Managers weren't always fond of working remotely.
He said that "depending on your manager, they might say 'Oh, I need you to come in anyway', and that just kind of tickled me wrong"
He said his experience at WeWork and his current company were very similar.
He said that his employer went remote in March and quickly made sure that everyone could do their job remotely. My boss is quite happy with the performance of everyone. There's more efficiency, just because.
Morris said working remotely made it easier to deal with personal matters, such as his mother's health, because he wouldn't have to commute from Connecticut to New York.

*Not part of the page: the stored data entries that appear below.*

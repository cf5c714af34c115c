//! Box layout: physical placement of screens
//!
//! Each group is laid out left to right on its own, starting at `left = 0`,
//! while all groups share one vertical reference so that the topmost screen
//! of the whole arrangement sits at `top = 0`.

use tracing::debug;

use crate::parser::ast::ScreenSpec;

use super::error::LayoutError;
use super::types::{PhysicalBox, PositionedGroup, PositionedScreen};

/// Smallest `top_m` across every screen of every group
pub fn top_offset(groups: &[Vec<ScreenSpec>]) -> Option<f64> {
    groups
        .iter()
        .flatten()
        .map(|s| s.top_m)
        .reduce(f64::min)
}

/// Lay out one group of screens against a shared vertical offset
pub fn layout_group(group: &[ScreenSpec], top_offset: f64) -> PositionedGroup {
    let mut right = 0.0;
    group
        .iter()
        .map(|spec| {
            let left = right + spec.gap_m;
            let top = spec.top_m - top_offset;
            let bounds = PhysicalBox::new(
                left,
                left + spec.width_m(),
                top,
                top + spec.height_m(),
            );
            right = bounds.right;
            PositionedScreen {
                spec: *spec,
                bounds,
            }
        })
        .collect()
}

/// Lay out every group
///
/// The vertical offset is computed over all groups before any group is
/// placed, so screens of different machines line up with each other.
pub fn layout_groups(groups: &[Vec<ScreenSpec>]) -> Result<Vec<PositionedGroup>, LayoutError> {
    let offset = top_offset(groups).ok_or(LayoutError::NoScreens)?;

    let positioned: Vec<PositionedGroup> = groups
        .iter()
        .map(|group| layout_group(group, offset))
        .collect();

    for (g, group) in positioned.iter().enumerate() {
        for (s, screen) in group.iter().enumerate() {
            let b = &screen.bounds;
            debug!(
                group = g + 1,
                screen = s + 1,
                "box left={:.4}m right={:.4}m top={:.4}m bottom={:.4}m",
                b.left,
                b.right,
                b.top,
                b.bottom
            );
        }
    }

    Ok(positioned)
}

He said that she asked if he could bring him because she thought it might be serious. I used to work in the city and apologize to my mom. I have no time. I want to know how it went. That's really bad.
Morris is not the only one who values his time over his money. Almost half of American workers who participated in the State of Remote Work survey said they would take up to a 5% pay cut to continue to work from home.
Morris said forcing workers to come back to the office when it's not strictly necessary was indicative of an ethos that explained why workers had been leaving their jobs in droves.
He said that people are saying they have worth as employees. What I do has value beyond the pay of an hour.